## Your assignment
Write out the following listing's lines from the one with "filename stepwise/src/core/types.rs" to the one with "use crate::core::context::ExecutionContext;", exactly, with both included and no others.

↓

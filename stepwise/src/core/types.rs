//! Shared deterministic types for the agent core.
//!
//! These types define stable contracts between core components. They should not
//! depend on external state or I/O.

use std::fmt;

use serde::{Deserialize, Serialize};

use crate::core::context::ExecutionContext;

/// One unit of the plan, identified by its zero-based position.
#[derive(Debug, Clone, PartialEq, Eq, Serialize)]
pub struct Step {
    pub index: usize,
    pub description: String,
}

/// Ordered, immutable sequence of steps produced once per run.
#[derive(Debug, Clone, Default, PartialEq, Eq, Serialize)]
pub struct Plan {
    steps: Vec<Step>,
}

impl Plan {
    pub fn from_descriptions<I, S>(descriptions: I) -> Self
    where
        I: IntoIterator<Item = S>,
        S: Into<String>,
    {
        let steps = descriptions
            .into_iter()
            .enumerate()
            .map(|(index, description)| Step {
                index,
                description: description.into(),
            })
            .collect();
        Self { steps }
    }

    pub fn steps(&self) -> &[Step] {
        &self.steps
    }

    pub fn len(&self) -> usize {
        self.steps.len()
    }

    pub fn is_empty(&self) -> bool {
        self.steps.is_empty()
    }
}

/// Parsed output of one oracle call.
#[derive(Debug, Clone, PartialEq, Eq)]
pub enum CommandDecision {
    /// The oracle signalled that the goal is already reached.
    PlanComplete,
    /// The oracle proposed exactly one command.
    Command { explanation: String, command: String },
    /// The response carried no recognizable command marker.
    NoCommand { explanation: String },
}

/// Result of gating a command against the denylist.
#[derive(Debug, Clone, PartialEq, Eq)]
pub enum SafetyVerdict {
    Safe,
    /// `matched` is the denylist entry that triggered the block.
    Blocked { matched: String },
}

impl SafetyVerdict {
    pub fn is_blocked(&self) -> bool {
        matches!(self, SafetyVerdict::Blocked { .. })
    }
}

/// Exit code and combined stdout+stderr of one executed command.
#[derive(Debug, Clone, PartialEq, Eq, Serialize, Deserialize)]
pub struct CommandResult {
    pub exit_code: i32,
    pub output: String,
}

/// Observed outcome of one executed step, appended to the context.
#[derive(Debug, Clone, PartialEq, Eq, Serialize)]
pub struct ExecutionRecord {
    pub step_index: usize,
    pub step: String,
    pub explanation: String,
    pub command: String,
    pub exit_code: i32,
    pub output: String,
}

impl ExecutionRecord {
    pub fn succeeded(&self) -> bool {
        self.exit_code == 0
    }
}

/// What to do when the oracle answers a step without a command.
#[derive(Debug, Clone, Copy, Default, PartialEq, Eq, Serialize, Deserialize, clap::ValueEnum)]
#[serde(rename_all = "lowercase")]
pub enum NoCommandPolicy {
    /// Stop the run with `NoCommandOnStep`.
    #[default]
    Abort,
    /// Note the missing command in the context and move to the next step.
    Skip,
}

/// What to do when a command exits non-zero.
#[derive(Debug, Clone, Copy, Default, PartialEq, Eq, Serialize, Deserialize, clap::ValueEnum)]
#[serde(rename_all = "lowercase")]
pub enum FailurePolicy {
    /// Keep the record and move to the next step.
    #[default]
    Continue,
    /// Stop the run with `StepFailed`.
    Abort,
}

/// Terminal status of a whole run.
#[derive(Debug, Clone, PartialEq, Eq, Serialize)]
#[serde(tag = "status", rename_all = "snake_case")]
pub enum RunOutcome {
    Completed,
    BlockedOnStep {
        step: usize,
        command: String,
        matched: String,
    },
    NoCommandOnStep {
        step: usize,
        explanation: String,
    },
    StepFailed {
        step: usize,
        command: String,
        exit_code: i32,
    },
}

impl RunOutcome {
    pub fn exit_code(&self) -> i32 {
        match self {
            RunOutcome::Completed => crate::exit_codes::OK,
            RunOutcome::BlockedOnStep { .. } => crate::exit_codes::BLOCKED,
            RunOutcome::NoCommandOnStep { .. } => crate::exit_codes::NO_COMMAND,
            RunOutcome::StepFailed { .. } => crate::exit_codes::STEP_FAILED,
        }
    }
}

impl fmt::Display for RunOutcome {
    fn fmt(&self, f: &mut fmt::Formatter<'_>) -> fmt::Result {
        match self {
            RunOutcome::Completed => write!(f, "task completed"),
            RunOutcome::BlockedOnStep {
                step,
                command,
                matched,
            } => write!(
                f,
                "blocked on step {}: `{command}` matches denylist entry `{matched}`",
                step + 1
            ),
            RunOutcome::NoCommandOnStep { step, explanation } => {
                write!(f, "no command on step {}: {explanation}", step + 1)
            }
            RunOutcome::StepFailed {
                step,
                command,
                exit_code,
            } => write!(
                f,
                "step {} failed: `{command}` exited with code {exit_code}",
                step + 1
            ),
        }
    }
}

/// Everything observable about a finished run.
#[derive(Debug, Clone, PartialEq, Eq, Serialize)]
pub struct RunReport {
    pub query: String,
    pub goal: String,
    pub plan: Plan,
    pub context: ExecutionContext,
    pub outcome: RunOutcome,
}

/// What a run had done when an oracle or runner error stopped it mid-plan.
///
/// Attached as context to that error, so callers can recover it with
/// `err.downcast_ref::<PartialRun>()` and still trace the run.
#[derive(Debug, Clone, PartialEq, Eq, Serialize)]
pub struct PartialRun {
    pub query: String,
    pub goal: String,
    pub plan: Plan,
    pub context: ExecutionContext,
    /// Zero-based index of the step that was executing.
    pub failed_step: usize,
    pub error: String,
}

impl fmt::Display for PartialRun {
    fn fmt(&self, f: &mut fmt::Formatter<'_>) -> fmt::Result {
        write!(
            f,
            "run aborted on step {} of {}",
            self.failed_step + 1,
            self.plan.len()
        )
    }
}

↑
↓

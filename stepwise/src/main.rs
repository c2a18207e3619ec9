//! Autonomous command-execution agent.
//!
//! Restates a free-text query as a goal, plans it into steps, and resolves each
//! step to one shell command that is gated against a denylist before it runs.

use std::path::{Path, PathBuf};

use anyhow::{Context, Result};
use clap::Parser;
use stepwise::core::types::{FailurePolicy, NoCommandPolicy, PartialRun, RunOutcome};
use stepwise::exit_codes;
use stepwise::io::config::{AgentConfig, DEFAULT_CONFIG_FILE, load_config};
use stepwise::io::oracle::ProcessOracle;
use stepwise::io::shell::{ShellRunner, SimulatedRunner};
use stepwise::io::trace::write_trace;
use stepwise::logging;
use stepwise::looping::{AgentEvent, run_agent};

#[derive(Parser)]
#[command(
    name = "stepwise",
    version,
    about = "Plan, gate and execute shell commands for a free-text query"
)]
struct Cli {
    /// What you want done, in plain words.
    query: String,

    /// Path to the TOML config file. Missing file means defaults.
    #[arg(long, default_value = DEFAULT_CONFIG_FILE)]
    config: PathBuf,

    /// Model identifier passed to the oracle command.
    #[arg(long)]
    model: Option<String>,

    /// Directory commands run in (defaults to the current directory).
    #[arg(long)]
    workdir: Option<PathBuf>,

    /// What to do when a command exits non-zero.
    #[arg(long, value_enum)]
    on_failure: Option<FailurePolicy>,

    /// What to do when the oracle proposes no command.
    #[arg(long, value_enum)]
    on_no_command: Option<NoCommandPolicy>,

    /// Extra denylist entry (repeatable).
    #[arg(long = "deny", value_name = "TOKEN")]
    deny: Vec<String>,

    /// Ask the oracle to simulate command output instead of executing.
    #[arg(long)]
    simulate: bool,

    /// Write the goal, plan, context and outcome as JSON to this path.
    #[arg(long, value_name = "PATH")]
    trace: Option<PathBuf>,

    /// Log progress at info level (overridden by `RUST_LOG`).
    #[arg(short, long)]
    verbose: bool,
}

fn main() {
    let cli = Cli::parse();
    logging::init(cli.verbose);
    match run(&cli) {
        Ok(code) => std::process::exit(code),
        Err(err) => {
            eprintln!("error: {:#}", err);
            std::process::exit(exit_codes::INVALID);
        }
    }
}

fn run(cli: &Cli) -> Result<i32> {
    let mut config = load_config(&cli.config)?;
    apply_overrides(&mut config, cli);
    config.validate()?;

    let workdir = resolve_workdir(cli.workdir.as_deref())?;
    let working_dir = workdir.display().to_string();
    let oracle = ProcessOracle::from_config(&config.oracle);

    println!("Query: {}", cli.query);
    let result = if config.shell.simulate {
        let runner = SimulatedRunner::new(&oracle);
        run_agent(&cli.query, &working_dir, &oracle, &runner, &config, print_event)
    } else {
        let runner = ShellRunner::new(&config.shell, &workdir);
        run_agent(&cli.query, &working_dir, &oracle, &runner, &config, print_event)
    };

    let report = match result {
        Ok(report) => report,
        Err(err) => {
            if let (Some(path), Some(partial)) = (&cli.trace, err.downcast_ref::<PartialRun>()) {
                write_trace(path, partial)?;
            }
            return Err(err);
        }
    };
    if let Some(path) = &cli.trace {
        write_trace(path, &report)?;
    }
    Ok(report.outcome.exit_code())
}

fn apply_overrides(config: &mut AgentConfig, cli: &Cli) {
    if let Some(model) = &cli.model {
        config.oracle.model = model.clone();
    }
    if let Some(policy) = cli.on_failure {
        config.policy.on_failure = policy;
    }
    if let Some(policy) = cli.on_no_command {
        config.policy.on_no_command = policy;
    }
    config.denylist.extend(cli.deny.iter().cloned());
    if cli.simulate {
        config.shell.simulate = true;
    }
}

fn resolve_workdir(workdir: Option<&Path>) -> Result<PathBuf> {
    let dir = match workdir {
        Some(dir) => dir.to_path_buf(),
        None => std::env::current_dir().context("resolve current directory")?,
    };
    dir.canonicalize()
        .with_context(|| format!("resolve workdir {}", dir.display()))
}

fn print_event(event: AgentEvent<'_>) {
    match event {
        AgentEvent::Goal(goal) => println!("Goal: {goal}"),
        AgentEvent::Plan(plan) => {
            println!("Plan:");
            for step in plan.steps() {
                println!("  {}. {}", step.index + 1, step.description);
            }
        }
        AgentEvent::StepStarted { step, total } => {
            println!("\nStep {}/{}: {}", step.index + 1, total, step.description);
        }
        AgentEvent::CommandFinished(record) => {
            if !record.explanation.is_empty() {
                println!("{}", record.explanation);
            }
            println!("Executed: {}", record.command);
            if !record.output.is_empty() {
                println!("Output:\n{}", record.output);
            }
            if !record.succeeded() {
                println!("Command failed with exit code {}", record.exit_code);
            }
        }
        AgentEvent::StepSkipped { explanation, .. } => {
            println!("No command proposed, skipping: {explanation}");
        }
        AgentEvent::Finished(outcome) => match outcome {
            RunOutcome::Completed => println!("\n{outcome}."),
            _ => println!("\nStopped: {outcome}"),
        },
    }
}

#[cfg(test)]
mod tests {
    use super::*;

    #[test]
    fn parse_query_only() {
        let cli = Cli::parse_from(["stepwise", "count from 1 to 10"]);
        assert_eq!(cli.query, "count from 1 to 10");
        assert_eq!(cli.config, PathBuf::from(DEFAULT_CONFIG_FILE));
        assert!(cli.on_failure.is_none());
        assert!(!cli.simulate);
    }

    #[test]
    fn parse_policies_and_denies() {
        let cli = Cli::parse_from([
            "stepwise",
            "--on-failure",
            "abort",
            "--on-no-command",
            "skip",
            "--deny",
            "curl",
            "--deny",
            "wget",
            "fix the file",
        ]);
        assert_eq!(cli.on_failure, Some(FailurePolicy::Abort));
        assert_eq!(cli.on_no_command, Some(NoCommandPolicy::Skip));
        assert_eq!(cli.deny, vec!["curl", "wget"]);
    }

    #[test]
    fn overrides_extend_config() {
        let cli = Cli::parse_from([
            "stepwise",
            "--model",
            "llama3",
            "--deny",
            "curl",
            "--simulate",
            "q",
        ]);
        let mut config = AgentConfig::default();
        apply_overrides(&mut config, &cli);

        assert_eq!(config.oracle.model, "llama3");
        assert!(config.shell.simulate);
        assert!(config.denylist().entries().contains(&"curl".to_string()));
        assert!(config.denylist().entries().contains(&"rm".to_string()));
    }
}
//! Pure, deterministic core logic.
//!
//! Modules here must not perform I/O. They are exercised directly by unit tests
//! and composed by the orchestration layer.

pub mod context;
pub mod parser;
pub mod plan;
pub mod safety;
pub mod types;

↑

## Response for this exercise
filename stepwise/src/core/types.rs
//! Shared deterministic types for the agent core.
//!
//! These types define stable contracts between core components. They should not
//! depend on external state or I/O.

use std::fmt;

use serde::{Deserialize, Serialize};

use crate::core::context::ExecutionContext;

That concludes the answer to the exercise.